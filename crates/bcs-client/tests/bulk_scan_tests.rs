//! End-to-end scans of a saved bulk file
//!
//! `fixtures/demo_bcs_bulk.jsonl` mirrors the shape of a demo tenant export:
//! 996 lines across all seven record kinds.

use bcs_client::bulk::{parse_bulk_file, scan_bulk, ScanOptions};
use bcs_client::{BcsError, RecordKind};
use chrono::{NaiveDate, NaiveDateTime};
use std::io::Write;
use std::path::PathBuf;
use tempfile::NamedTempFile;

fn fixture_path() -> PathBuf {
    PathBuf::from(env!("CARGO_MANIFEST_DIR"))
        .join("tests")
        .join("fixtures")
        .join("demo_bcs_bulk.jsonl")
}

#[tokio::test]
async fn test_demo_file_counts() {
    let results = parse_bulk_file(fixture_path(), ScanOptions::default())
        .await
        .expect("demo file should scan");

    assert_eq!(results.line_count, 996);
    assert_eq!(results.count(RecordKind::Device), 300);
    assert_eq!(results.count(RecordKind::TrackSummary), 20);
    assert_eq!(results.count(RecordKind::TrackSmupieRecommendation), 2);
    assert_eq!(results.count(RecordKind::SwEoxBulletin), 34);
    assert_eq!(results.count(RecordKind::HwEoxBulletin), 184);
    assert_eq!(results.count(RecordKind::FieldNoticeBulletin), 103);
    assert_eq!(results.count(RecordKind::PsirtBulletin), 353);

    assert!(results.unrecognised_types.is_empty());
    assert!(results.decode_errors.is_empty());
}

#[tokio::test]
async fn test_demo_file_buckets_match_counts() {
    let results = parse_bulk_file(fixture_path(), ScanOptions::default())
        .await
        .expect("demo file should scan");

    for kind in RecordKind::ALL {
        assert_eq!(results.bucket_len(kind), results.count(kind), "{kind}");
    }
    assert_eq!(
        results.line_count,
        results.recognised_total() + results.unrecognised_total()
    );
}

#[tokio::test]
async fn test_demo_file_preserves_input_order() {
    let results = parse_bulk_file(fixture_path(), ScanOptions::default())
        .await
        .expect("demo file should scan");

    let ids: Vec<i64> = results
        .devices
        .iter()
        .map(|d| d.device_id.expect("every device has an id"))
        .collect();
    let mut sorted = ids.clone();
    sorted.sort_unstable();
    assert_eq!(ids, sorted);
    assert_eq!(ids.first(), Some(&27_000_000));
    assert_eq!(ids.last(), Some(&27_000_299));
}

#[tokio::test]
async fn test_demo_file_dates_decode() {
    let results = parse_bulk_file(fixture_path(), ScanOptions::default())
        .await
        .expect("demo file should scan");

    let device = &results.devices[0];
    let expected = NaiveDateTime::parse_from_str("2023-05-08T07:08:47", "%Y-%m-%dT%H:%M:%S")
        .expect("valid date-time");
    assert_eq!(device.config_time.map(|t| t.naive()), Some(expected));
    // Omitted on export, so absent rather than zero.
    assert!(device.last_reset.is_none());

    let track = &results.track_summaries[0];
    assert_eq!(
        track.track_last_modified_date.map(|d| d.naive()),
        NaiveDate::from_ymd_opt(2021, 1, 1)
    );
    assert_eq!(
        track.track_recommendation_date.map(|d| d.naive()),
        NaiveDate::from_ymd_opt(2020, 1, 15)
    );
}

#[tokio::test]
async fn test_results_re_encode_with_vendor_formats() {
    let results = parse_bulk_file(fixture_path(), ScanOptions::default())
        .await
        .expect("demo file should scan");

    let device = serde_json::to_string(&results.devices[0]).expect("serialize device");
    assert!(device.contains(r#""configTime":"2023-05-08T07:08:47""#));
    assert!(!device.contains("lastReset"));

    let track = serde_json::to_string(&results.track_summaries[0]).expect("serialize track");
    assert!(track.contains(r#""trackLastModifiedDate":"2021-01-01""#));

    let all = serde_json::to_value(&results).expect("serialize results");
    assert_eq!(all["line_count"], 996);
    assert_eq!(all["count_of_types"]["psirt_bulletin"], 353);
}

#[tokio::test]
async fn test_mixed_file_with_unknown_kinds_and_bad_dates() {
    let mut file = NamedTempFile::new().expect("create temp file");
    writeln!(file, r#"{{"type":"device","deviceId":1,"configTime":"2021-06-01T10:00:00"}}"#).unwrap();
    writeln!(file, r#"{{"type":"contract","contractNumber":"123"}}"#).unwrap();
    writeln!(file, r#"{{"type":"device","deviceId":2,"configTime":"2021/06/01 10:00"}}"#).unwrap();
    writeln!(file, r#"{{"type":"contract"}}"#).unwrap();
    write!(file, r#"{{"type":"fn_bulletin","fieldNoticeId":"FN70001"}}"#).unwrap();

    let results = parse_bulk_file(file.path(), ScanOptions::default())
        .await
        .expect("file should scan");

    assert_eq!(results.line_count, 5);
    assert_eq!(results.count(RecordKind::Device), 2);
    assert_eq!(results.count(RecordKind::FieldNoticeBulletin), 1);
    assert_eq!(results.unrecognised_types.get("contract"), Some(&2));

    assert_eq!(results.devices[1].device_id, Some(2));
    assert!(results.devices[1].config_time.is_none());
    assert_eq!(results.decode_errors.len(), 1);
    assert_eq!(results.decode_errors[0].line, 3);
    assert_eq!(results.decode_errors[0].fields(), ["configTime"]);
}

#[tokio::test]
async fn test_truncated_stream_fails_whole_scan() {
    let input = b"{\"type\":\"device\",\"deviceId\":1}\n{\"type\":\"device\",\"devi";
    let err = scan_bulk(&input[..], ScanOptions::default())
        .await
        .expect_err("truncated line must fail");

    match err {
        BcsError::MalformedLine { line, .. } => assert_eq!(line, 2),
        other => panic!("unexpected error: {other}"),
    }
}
==
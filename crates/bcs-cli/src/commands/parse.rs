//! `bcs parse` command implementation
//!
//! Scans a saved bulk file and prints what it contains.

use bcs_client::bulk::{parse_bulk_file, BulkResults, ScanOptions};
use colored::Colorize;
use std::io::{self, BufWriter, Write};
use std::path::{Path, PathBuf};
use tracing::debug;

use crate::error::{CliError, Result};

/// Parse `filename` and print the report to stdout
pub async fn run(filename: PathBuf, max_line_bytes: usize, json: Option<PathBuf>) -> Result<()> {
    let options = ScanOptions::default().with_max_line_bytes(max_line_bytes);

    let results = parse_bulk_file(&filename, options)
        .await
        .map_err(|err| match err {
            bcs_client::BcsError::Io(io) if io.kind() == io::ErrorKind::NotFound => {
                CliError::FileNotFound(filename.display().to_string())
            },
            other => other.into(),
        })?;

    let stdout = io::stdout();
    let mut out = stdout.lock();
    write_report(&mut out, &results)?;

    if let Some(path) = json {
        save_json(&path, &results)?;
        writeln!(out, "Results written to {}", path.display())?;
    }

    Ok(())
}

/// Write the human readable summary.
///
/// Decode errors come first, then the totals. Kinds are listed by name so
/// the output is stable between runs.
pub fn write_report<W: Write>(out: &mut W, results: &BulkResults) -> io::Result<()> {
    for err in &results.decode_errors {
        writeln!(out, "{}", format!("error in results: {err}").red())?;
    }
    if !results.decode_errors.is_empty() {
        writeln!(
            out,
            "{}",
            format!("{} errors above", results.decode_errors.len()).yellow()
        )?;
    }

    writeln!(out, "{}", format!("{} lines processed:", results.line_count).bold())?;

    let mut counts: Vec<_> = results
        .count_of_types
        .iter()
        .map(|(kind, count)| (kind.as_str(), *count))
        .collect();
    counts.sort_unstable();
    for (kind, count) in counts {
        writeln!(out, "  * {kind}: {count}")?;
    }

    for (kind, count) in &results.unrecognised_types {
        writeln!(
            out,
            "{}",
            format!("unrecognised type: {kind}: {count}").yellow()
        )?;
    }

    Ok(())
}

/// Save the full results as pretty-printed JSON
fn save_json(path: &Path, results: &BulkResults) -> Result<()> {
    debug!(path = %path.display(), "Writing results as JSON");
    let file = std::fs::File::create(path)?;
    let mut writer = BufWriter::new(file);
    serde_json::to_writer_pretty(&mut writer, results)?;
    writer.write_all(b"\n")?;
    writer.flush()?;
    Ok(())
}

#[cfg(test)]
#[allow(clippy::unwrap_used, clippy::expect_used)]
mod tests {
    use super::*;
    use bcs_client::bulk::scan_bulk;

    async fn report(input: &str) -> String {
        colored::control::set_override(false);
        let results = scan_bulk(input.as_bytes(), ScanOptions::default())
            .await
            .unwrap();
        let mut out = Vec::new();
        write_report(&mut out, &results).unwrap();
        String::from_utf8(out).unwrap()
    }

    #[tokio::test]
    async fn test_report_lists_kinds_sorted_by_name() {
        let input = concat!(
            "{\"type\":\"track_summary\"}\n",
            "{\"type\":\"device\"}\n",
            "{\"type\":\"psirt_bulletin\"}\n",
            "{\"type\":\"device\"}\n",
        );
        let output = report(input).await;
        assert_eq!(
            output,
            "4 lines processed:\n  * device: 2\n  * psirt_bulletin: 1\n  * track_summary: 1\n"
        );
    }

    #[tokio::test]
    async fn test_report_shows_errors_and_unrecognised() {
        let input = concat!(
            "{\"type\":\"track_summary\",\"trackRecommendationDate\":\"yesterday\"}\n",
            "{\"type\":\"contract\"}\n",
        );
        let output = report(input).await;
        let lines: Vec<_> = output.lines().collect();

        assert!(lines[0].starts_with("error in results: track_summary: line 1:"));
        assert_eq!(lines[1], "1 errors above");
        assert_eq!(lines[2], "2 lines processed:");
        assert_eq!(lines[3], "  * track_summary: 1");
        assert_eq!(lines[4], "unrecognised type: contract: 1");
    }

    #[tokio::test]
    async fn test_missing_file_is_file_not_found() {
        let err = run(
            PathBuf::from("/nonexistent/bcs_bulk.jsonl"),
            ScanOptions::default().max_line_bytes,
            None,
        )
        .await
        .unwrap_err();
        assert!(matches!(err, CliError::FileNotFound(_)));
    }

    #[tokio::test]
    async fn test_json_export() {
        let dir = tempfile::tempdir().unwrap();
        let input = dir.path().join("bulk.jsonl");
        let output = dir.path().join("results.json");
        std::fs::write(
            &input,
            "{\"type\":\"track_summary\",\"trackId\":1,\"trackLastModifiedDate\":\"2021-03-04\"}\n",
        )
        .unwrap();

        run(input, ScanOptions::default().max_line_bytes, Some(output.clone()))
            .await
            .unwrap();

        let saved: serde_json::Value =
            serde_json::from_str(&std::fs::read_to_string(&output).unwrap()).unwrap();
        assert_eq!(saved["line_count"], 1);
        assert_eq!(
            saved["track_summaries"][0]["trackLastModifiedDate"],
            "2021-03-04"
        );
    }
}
...
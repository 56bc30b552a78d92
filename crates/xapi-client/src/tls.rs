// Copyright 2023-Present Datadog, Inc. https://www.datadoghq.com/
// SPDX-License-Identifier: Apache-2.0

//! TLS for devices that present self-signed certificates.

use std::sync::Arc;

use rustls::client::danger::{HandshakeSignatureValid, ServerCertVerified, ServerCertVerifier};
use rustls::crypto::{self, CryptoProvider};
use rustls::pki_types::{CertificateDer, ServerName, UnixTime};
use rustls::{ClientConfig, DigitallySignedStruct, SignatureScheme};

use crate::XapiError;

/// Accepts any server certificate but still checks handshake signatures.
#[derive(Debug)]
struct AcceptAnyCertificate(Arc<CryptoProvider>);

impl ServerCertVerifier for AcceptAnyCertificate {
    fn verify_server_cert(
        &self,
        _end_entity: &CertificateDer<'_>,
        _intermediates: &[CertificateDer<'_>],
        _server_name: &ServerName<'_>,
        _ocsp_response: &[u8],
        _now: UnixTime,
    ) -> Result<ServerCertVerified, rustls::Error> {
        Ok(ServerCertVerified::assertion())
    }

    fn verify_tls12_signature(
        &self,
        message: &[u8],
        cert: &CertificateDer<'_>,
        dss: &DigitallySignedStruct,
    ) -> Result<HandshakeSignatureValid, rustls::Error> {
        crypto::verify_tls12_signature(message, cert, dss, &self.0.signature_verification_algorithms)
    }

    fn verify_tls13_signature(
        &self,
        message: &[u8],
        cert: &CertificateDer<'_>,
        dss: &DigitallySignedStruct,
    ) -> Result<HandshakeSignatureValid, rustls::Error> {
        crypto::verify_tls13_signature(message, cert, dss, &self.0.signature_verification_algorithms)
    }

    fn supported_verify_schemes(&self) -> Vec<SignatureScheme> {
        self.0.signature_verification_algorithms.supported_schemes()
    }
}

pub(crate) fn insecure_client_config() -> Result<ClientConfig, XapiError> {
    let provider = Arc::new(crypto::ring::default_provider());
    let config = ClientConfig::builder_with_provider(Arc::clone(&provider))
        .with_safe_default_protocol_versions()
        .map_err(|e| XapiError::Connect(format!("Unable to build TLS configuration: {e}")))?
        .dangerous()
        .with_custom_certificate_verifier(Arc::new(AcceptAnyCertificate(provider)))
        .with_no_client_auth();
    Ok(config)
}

EXERCISE DESCRIPTION.
State how many lines of the listing contain the word "crates", giving the number by itself.

RESPONSE AREA.
3